Bei Anruf Schulden

Berlin . Kurz vor Weihnachten hörte Verbraucherministerin Renate Künast die Handys schon klingeln. "Viele hunderttausend Mobiltelefone werden unter dem Christbaum liegen", ließ die Grüne wissen. Ihre Forderung schon damals: "Stoppt die Schuldenfalle Handy!"

Gestern flatterte den Vorständen der deutschen Mobilfunkanbieter ein Brief auf den Tisch, in dem Künast ihre große Besorgnis über die hohe Verschuldung vieler Jugendlicher mitteilt. Die Anbieter, heißt es in dem Schreiben, könnten aber das Problem deutlich entschärfen - wenn sie ihre Vertragsinhalte auf Kinder und Jugendliche zuschnitten und "Handys für Kids" einführten. Ohne Umschweife erteilten die Mobilfunkanbieter der Ministerin jeodch eine Abfuhr: Die "Prepaid-Angebote" seien ausreichend, ließ man Künast wissen. Dabei handelt es sich um Guthaben, die Jugendliche abtelefonieren, so dass sie keine Schulden machen können. Die Wirtschaft weiß allerdings genau: Noch nie verfügten Kinder und Jugendliche über so viel Geld.
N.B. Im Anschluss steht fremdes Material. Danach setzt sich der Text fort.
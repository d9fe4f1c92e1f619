use crate::error::SubmitError;
use crate::record::StackRecord;
use async_trait::async_trait;
use serde::{Deserialize, Serialize};
use std::path::PathBuf;

/// What a finished wizard hands to a sink.
#[derive(Debug, Clone, Default, PartialEq, Eq, Serialize, Deserialize)]
#[serde(rename_all = "camelCase")]
pub struct SubmissionPayload {
    pub community: String,
    #[serde(default)]
    pub platforms: Vec<String>,
    #[serde(default)]
    pub app_types: Vec<String>,
    pub selections: Vec<String>,
}

impl SubmissionPayload {
    /// Repeated form pairs, one per value.
    pub fn form_fields(&self) -> Vec<(&'static str, String)> {
        let mut fields = vec![("community", self.community.clone())];
        fields.extend(self.platforms.iter().map(|p| ("platforms", p.clone())));
        fields.extend(self.app_types.iter().map(|t| ("appTypes", t.clone())));
        fields.extend(self.selections.iter().map(|s| ("selections", s.clone())));
        fields
    }

    /// Inverse of [`form_fields`](Self::form_fields). Unknown keys are
    /// ignored. A community and at least one selection are required.
    pub fn from_form_fields<K, V>(pairs: &[(K, V)]) -> Result<Self, SubmitError>
    where
        K: AsRef<str>,
        V: AsRef<str>,
    {
        let mut payload = Self::default();
        for (key, value) in pairs {
            let value = value.as_ref().trim();
            if value.is_empty() {
                continue;
            }
            match key.as_ref() {
                "community" => payload.community = value.to_string(),
                "platforms" => payload.platforms.push(value.to_string()),
                "appTypes" => payload.app_types.push(value.to_string()),
                "selections" => payload.selections.push(value.to_string()),
                _ => {}
            }
        }
        if payload.community.is_empty() {
            return Err(SubmitError::Rejected("a community is required".into()));
        }
        if payload.selections.is_empty() {
            return Err(SubmitError::Rejected("at least one application must be selected".into()));
        }
        Ok(payload)
    }
}

#[async_trait]
pub trait SubmissionSink: Send + Sync {
    async fn submit(&self, payload: &SubmissionPayload) -> Result<(), SubmitError>;

    fn describe(&self) -> String;
}

/// Stores the submission as the local stack record.
#[derive(Debug, Clone)]
pub struct FileSink {
    path: PathBuf,
}

impl FileSink {
    pub fn new(path: impl Into<PathBuf>) -> Self {
        Self { path: path.into() }
    }

    /// `~/.core/stack.json`.
    pub fn default_location() -> Result<Self, SubmitError> {
        Ok(Self::new(stackdeck_core::config::stack_path()?))
    }

    pub fn path(&self) -> &std::path::Path {
        &self.path
    }
}

#[async_trait]
impl SubmissionSink for FileSink {
    async fn submit(&self, payload: &SubmissionPayload) -> Result<(), SubmitError> {
        let (record, skipped) = StackRecord::from_payload(payload);
        if !skipped.is_empty() {
            tracing::warn!(count = skipped.len(), "unparseable selections left out of the record");
        }
        record.save(&self.path)?;
        Ok(())
    }

    fn describe(&self) -> String {
        self.path.display().to_string()
    }
}

#[cfg(test)]
mod tests {
    use super::*;

    fn payload() -> SubmissionPayload {
        SubmissionPayload {
            community: "fr".into(),
            platforms: vec!["core".into()],
            app_types: vec!["ihm".into(), "flux".into()],
            selections: vec!["core|ihm|plf|1.0.0:".into(), "core|flux|core-xchg|2.0:".into()],
        }
    }

    #[test]
    fn form_fields_repeat_each_value() {
        let fields = payload().form_fields();
        let keys: Vec<_> = fields.iter().map(|(k, _)| *k).collect();
        assert_eq!(
            keys,
            ["community", "platforms", "appTypes", "appTypes", "selections", "selections"]
        );
        assert_eq!(
            SubmissionPayload::from_form_fields(&fields).expect("parse"),
            payload()
        );
    }

    #[test]
    fn form_without_selections_is_rejected() {
        let fields = [("community", "be"), ("selections", "  ")];
        assert!(matches!(
            SubmissionPayload::from_form_fields(&fields),
            Err(SubmitError::Rejected(_))
        ));
    }

    #[test]
    fn payload_json_uses_camel_case() {
        let json = serde_json::to_value(payload()).expect("json");
        assert!(json.get("appTypes").is_some());
    }

    #[tokio::test]
    async fn file_sink_writes_the_stack_record() {
        let dir = tempfile::tempdir().expect("tempdir");
        let sink = FileSink::new(dir.path().join("nested").join("stack.json"));
        sink.submit(&payload()).await.expect("submit");

        let record = StackRecord::load(sink.path())
            .expect("load")
            .expect("record present");
        assert_eq!(record.community, "fr");
        assert_eq!(record.selections(), payload().selections);
    }
}
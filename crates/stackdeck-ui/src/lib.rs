//! Terminal front-end: spinner, tables and the interactive wizard.

pub mod render;
pub mod settings;
pub mod wizard;

use indicatif::{ProgressBar, ProgressStyle};
use std::time::Duration;

/// Create a spinner with a message.
pub fn spinner(msg: &str) -> ProgressBar {
    let pb = ProgressBar::new_spinner();
    pb.set_style(
        ProgressStyle::default_spinner()
            .tick_chars("⠋⠙⠹⠸⠼⠴⠦⠧⠇⠏")
            .template("{spinner:.cyan} {msg}")
            .expect("valid template"),
    );
    pb.set_message(msg.to_string());
    pb.enable_steady_tick(Duration::from_millis(100));
    pb
}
Im letzten Jahr standen Jungen und Mädchen zwischen sechs und 19 Jahren mehr als 20 Milliarden Euro zur Verfügung, wie die Werbewirtschaft ermittelt hat. Pro Kopf macht das stolze 1800 Euro - und die Tendenz ist steigend. "Im Gegensatz zur Gesamtverbraucherschaft sind Kinder und Jugendliche die einzige Gruppe, die über ein wachsendes Einkommen verfügt", sagt Carel Mohn vom Bundesverband der Verbraucherzentralen (vzbv). Beim Nachwuchs würden Eltern nicht sparen, außerdem müssten immer weniger Kinder finanziert werden.Kinder sind spendabel

Und weil das so ist, sind Jungen und Mädchen für die Wirtschaft richtig interessant geworden: Kinder sind spendabel, neue Trends entwickeln sich deshalb schnell zu satten Einnahmequellen - und ganz oben stehen dabei die Handys. Das Telefonieren, vor allem aber der SMS-Boom, treibt viele Kinder und Jugendliche aber in die Verschuldung - da werden Klingeltöne für viel Geld heruntergeladen, teure SMS-Nummern genutzt, oder es wird endlos mit kommerziellen Anbietern hin und her "gesimst", ohne dass der Nachwuchs erkennt, "wo er hineingerät", heißt es im Verbraucherschutzministerium. Das große Erwachen (auch für die Eltern) kommt dann spätestens bei der Handy-Rechnung. Wie dramatisch die Entwicklung mittlerweile ist, belegen Zahlen: Nicht nur, dass laut Bundesfamilienministerium sowieso schon fast jeder siebte Privathaushalt überschuldet ist. Nach Angaben des Bundesverbandes Deutscher Inkasso-Unternehmen (BDIU) haben bereits zwölf Prozent der 13- bis 24-Jährigen Schulden, und zwar durchschnittlich 1800 Euro. Wie selbstverständlich fließe heute das Taschengeld in die Deckung von immer neuen Konsumbedürfnissen, begründen die Verbraucherschützer. Zwar können sich Kinder vor der Volljährigkeit juristisch gesehen nicht verschulden, jedoch stehen viele Schüler bereits bei Familie oder Freunden in der Kreide, weil die Euros nicht mehr ausreichen, um alles rund ums Handy oder die Klamotten zu finanzieren. Nach einer Studie der Universität Bonn leihen sich etwa 15 Prozent der Jugendlichen mehrmals im Monat Geld. Bisher steckte jeder Siebte unter den 14- bis 24-Jährigen schon einmal in finanziellen Problemen. Bereits seit längerem überlegt die Politik daher, speziell die Mobilfunkanbieter zu verpflichten, Kindertarife einzuführen, die die Sperrung von bestimmten, sündhaft teuren SMS-Nummern ermöglichen; die nur das Schreiben der beliebten Kurzmitteilungen untereinander zulassen, nicht jedoch das teure Telefonieren, so unlängst auch Ursula Heinen, CDU-Verbraucherbeauftrage. Künast will jedenfalls nicht locker lassen. Trotz des Neins der Handy-Anbieter will sie in Gesprächen weiter Überzeugungsarbeit leisten.